Third-Heart-Sound Revisited: A Correlation with N-Terminal Pro Brain Natriuretic Peptide and Echocardiography to Detect Left Ventricular Dysfunction

Varun S Narain, Aniket Puri, Harpreeet S Gilhotra, PA Sadiq, Sanjay Mehrotra,
Sudhanshu K Dwivedi, Ram K Saran, Vijay K Puri.

Departments of Cardiology and Medicine, King George Medical University, Lucknow

Background: Auscultation of the third heart sound is an age-old sign for predicting ventricular dysfunction. New technology and biomarkers like two-dimensional echocardiography and N-terminal pro brain natriuretic peptide, respectively, have sidelined the utility of this sign, which does not involve any cost and is readily accessible. We sought to find the predictive accuracy of third heart sound and its correlation with N-terminal pro brain natriuretic peptide and ejection fraction using two-dimensional echocardiography to detect left ventricular dysfunction in patients of acute coronary syndrome.

Methods and Results: One hundred and ten patients presenting with acute coronary syndrome [acute ST elevation myocardial infarction (n=74) and non-ST elevation myocardial infarction (n=36)] were prospectively studied. A senior cardiologist, blinded to N-terminal pro brain natriuretic peptide and ejection fraction results auscultated for a left ventricular third heart sound in each patient.
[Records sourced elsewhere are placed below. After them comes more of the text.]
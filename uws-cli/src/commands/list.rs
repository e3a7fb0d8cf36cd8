//! List command handler

use anyhow::{Context, Result};
use clap::Args;
use colored::*;
use uws_core::domain::JobRef;
use uws_core::dto::ListFilter;

use super::{colorize_phase, print_json};
use crate::config::Config;

/// Filters for the job list
#[derive(Args, Debug)]
pub struct ListArgs {
    /// Only jobs in this phase (repeatable)
    #[arg(long = "phase", value_name = "PHASE")]
    phases: Vec<String>,

    /// Only jobs created after this timestamp (offsets are converted to UTC)
    #[arg(long)]
    after: Option<String>,

    /// Only the N most recently created jobs
    #[arg(long, value_name = "N")]
    last: Option<String>,

    /// UWS version of the service; phases it does not define are rejected
    #[arg(long, value_name = "VERSION")]
    protocol_version: Option<String>,
}

impl ListArgs {
    fn filter(&self) -> ListFilter {
        ListFilter {
            phases: self.phases.clone(),
            after: self.after.clone(),
            last: self.last.clone(),
        }
    }
}

/// List jobs matching the given filters
pub async fn handle_list_command(args: ListArgs, config: &Config) -> Result<()> {
    let client = config.client()?;
    let filter = args.filter();
    let jobs = match &args.protocol_version {
        Some(version) => client.get_job_list_for_version(&filter, version).await,
        None => client.get_job_list(&filter).await,
    }
    .context("Failed to list jobs")?;

    if config.json {
        return print_json(&jobs);
    }

    if jobs.is_empty() {
        println!("{}", "No jobs found.".yellow());
    } else {
        println!("{}", format!("Found {} job(s):", jobs.len()).bold());
        println!();
        for job_ref in &jobs {
            print_job_ref(job_ref);
        }
    }

    Ok(())
}

fn print_job_ref(job_ref: &JobRef) {
    let phases: Vec<String> = job_ref
        .phases
        .iter()
        .map(|p| colorize_phase(p).to_string())
        .collect();

    println!("  {} Job {}", "▸".cyan(), job_ref.id.bold());
    println!("    Phase:   {}", phases.join(", "));
    if let Some(created) = &job_ref.creation_time {
        println!("    Created: {}", created.dimmed());
    }
    if let Some(owner) = &job_ref.owner_id {
        println!("    Owner:   {}", owner);
    }
    println!("    Link:    {}", job_ref.reference.href.dimmed());
    println!();
}
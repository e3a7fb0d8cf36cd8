//! Job parameters

use roxmltree::Node;
use serde::{Deserialize, Serialize};
use std::fmt;

use crate::error::{Result, UwsError};
use crate::xml;

/// A parameter submitted with a job
#[derive(Debug, Clone, PartialEq, Eq, Serialize, Deserialize)]
pub struct Parameter {
    pub id: String,
    pub value: String,
    pub by_reference: bool,
    pub is_post: bool,
}

impl Parameter {
    /// A plain inline parameter
    pub fn new(id: impl Into<String>, value: impl Into<String>) -> Result<Self> {
        let id = id.into();
        if id.is_empty() {
            return Err(UwsError::InvalidArgument(
                "parameter id cannot be empty".to_string(),
            ));
        }

        Ok(Self {
            id,
            value: value.into(),
            by_reference: false,
            is_post: false,
        })
    }

    /// Mark the value as a URL to be dereferenced by the server
    pub fn with_by_reference(mut self, by_reference: bool) -> Self {
        self.by_reference = by_reference;
        self
    }

    /// Mark the parameter as submitted through POST
    pub fn with_is_post(mut self, is_post: bool) -> Self {
        self.is_post = is_post;
        self
    }

    /// Read a `<parameter id="..">value</parameter>` element
    pub fn from_xml(node: Node<'_, '_>) -> Result<Self> {
        let id = node
            .attribute("id")
            .ok_or_else(|| UwsError::malformed(xml::tag_of(node), "parameter without id"))?;
        let value = node.text().ok_or_else(|| {
            UwsError::malformed(xml::tag_of(node), format!("parameter '{}' has no value", id))
        })?;

        // Schema spelling first, then the underscore form some services emit
        let by_reference = xml::parse_bool(
            node.attribute("byReference")
                .or_else(|| node.attribute("by_reference")),
        );
        let is_post = xml::parse_bool(node.attribute("isPost").or_else(|| node.attribute("is_post")));

        Ok(Self {
            id: id.to_string(),
            value: value.to_string(),
            by_reference,
            is_post,
        })
    }
}

impl fmt::Display for Parameter {
    fn fmt(&self, f: &mut fmt::Formatter<'_>) -> fmt::Result {
        write!(
            f,
            "Parameter id '{}' byRef: {} is_post: {} - value: {}",
            self.id, self.by_reference, self.is_post, self.value
        )
    }
}
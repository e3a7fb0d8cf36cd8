//! Job command handlers
//!
//! Handles single-job commands: inspection, blocking waits, creation and the
//! lifecycle transitions a UWS service accepts.

use anyhow::{Context, Result};
use clap::Subcommand;
use colored::*;
use tracing::info;
use uws_client::UwsClient;
use uws_core::domain::Job;
use uws_core::dto::WaitRequest;

use super::{colorize_phase, print_json};
use crate::config::Config;

/// Job subcommands
#[derive(Subcommand, Debug)]
pub enum JobCommands {
    /// Show job details
    Show {
        /// Job ID
        id: String,

        /// Let the service block for up to N seconds while the job is active (-1 = service maximum)
        #[arg(long, value_name = "N", allow_hyphen_values = true)]
        wait: Option<String>,

        /// Only block while the job is in this phase
        #[arg(long, requires = "wait")]
        phase: Option<String>,
    },
    /// Show only the job phase
    Phase {
        /// Job ID
        id: String,
    },
    /// Create a new job
    New {
        /// Job parameter (repeatable)
        #[arg(long = "param", value_name = "KEY=VALUE", value_parser = parse_key_val)]
        params: Vec<(String, String)>,

        /// Start the job right after creating it
        #[arg(long)]
        run: bool,
    },
    /// Set parameters of a pending job
    Params {
        /// Job ID
        id: String,

        /// Job parameter (repeatable)
        #[arg(long = "param", value_name = "KEY=VALUE", value_parser = parse_key_val, required = true)]
        params: Vec<(String, String)>,
    },
    /// Start a job
    Run {
        /// Job ID
        id: String,
    },
    /// Abort a job
    Abort {
        /// Job ID
        id: String,
    },
    /// Delete a job and its results
    Delete {
        /// Job ID
        id: String,
    },
    /// Change the destruction time of a job
    Destruction {
        /// Job ID
        id: String,

        /// New destruction time (offsets are converted to UTC)
        timestamp: String,
    },
    /// Change the maximum execution time of a job
    Duration {
        /// Job ID
        id: String,

        /// Seconds, 0 for unlimited
        seconds: u64,
    },
}

/// Handle job commands
///
/// Routes job subcommands to their respective handlers.
///
/// # Arguments
/// * `command` - The job command to execute
/// * `config` - The CLI configuration
pub async fn handle_job_command(command: JobCommands, config: &Config) -> Result<()> {
    let client = config.client()?;

    match command {
        JobCommands::Show { id, wait, phase } => show_job(&client, config, &id, wait, phase).await,
        JobCommands::Phase { id } => show_phase(&client, config, &id).await,
        JobCommands::New { params, run } => new_job(&client, config, &params, run).await,
        JobCommands::Params { id, params } => {
            let job = client
                .set_parameters(&id, &params)
                .await
                .with_context(|| format!("Failed to set parameters of job {}", id))?;
            report(config, &job, "Parameters updated")
        }
        JobCommands::Run { id } => {
            let job = client
                .run_job(&id)
                .await
                .with_context(|| format!("Failed to run job {}", id))?;
            report(config, &job, "Job started")
        }
        JobCommands::Abort { id } => {
            let job = client
                .abort_job(&id)
                .await
                .with_context(|| format!("Failed to abort job {}", id))?;
            report(config, &job, "Job aborted")
        }
        JobCommands::Delete { id } => delete_job(&client, config, &id).await,
        JobCommands::Destruction { id, timestamp } => {
            let job = client
                .set_destruction(&id, &timestamp)
                .await
                .with_context(|| format!("Failed to set destruction of job {}", id))?;
            report(config, &job, "Destruction time updated")
        }
        JobCommands::Duration { id, seconds } => {
            let job = client
                .set_execution_duration(&id, seconds)
                .await
                .with_context(|| format!("Failed to set execution duration of job {}", id))?;
            report(config, &job, "Execution duration updated")
        }
    }
}

/// Get and display a single job, optionally blocking on its phase
async fn show_job(
    client: &UwsClient,
    config: &Config,
    id: &str,
    wait: Option<String>,
    phase: Option<String>,
) -> Result<()> {
    let job = match wait {
        Some(wait) => {
            let request = WaitRequest { wait, phase };
            client.get_job_waiting(id, &request).await
        }
        None => client.get_job(id).await,
    }
    .with_context(|| format!("Failed to get job {}", id))?;

    if config.json {
        return print_json(&job);
    }

    print_job_details(&job);
    Ok(())
}

async fn show_phase(client: &UwsClient, config: &Config, id: &str) -> Result<()> {
    let phase = client
        .get_phase(id)
        .await
        .with_context(|| format!("Failed to get phase of job {}", id))?;

    if config.json {
        return print_json(&phase);
    }

    println!("{}", colorize_phase(phase.as_str()));
    Ok(())
}

/// Create a job and optionally start it
async fn new_job(
    client: &UwsClient,
    config: &Config,
    params: &[(String, String)],
    run: bool,
) -> Result<()> {
    let mut job = client.new_job(params).await.context("Failed to create job")?;
    info!("Created job {}", job.job_id);

    if run {
        job = client
            .run_job(&job.job_id)
            .await
            .with_context(|| format!("Job {} was created but could not be started", job.job_id))?;
    }

    report(config, &job, if run { "Job created and started" } else { "Job created" })
}

async fn delete_job(client: &UwsClient, config: &Config, id: &str) -> Result<()> {
    client
        .delete_job(id)
        .await
        .with_context(|| format!("Failed to delete job {}", id))?;

    if config.json {
        return print_json(&serde_json::json!({ "deleted": id }));
    }

    println!("{} Job {} deleted", "✓".green(), id.cyan());
    Ok(())
}

/// Print the job returned by a state-changing request
fn report(config: &Config, job: &Job, message: &str) -> Result<()> {
    if config.json {
        return print_json(job);
    }

    println!("{} {}", "✓".green(), message);
    println!();
    print_job_details(job);
    Ok(())
}

/// Print detailed job information
fn print_job_details(job: &Job) {
    let phase = job
        .phase()
        .map(|p| colorize_phase(p.as_str()))
        .unwrap_or_else(|| "-".dimmed());

    println!("{}", "Job Details:".bold());
    println!("  ID:          {}", job.job_id.cyan());
    println!("  Phase:       {}", phase);
    if let Some(run_id) = &job.run_id {
        println!("  Run ID:      {}", run_id);
    }
    if let Some(owner) = &job.owner_id {
        println!("  Owner:       {}", owner);
    }
    if let Some(created) = &job.creation_time {
        println!("  Created:     {}", created);
    }
    println!("  Started:     {}", or_dash(&job.start_time));
    println!("  Ended:       {}", or_dash(&job.end_time));
    if let Some(quote) = &job.quote {
        println!("  Quote:       {}", quote);
    }
    match job.execution_duration {
        0 => println!("  Max runtime: unlimited"),
        seconds => println!("  Max runtime: {}s", seconds),
    }
    println!("  Destruction: {}", or_dash(&job.destruction));

    if !job.parameters.is_empty() {
        println!("\n{}", "Parameters:".bold());
        for parameter in &job.parameters {
            let marker = if parameter.by_reference { " (by reference)" } else { "" };
            println!("  {} = {}{}", parameter.id.cyan(), parameter.value, marker.dimmed());
        }
    }

    if !job.results.is_empty() {
        println!("\n{}", "Results:".bold());
        for result in &job.results {
            println!("  {} {}", result.id.cyan(), result.reference.href.dimmed());
        }
    }

    if let Some(summary) = &job.error_summary {
        let kind = if summary.is_fatal() {
            summary.error_type.red()
        } else {
            summary.error_type.yellow()
        };
        println!("\n{} ({})", "Error:".bold().red(), kind);
        for message in &summary.messages {
            println!("  {}", message);
        }
        if summary.has_detail {
            println!("  {}", "More detail is available from the service".dimmed());
        }
    }

    if !job.job_info.is_empty() {
        println!("\n{}", "Job info:".bold());
        for info in &job.job_info {
            println!("  {}", info.name.cyan());
        }
    }
}

fn or_dash(value: &Option<String>) -> ColoredString {
    match value {
        Some(value) => value.normal(),
        None => "-".dimmed(),
    }
}

/// Parse a `key=value` pair; the value may itself contain `=`
fn parse_key_val(s: &str) -> std::result::Result<(String, String), String> {
    let (key, value) = s
        .split_once('=')
        .ok_or_else(|| format!("expected KEY=VALUE, got '{}'", s))?;

    if key.is_empty() {
        return Err(format!("missing key in '{}'", s));
    }

    Ok((key.to_string(), value.to_string()))
}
Ejection fraction was measured using modified Simpson’s technique on two-dimensional echocardiography and N-terminal pro brain natriuretic peptide was measured using electrochemiluminiscence assay. Median levels of N-terminal pro brain natriuretic peptide were used to provide a dichotomous approach for analysis of the data. Third heart sound was present in 40 patients (acute ST elevation myocardial infarction: n=27, non-ST elevation myocardial infarction: n=13) and absent in 70 patients (acute ST elevation myocardial infarction: n=47, non-ST elevation myocardial infarction: n=23). The sensitivity and specificity of third heart sound for predicting N-terminal pro brain natriuretic peptide above median was 65.5% and 92.7%, respectively. The positive and negative predictive value was 90% and 73%, respectively. The N-terminal pro brain natriuretic peptide of those having third heart sound was 4081±2705 pg/ml compared to 1239.3±1169 pg/ml in those without third heart sound (p<0.001). The sensitivity of third heart sound to detect ejection fraction < 45% was 67.9% while the specificity was 74.4%. The positive and the negative predictive values were 47.5% and 87.1%, respectively. The ejection fraction of patients having third heart sound was 47.5±11.3% compared to 56±10.4% without third heart sound (p<0.001).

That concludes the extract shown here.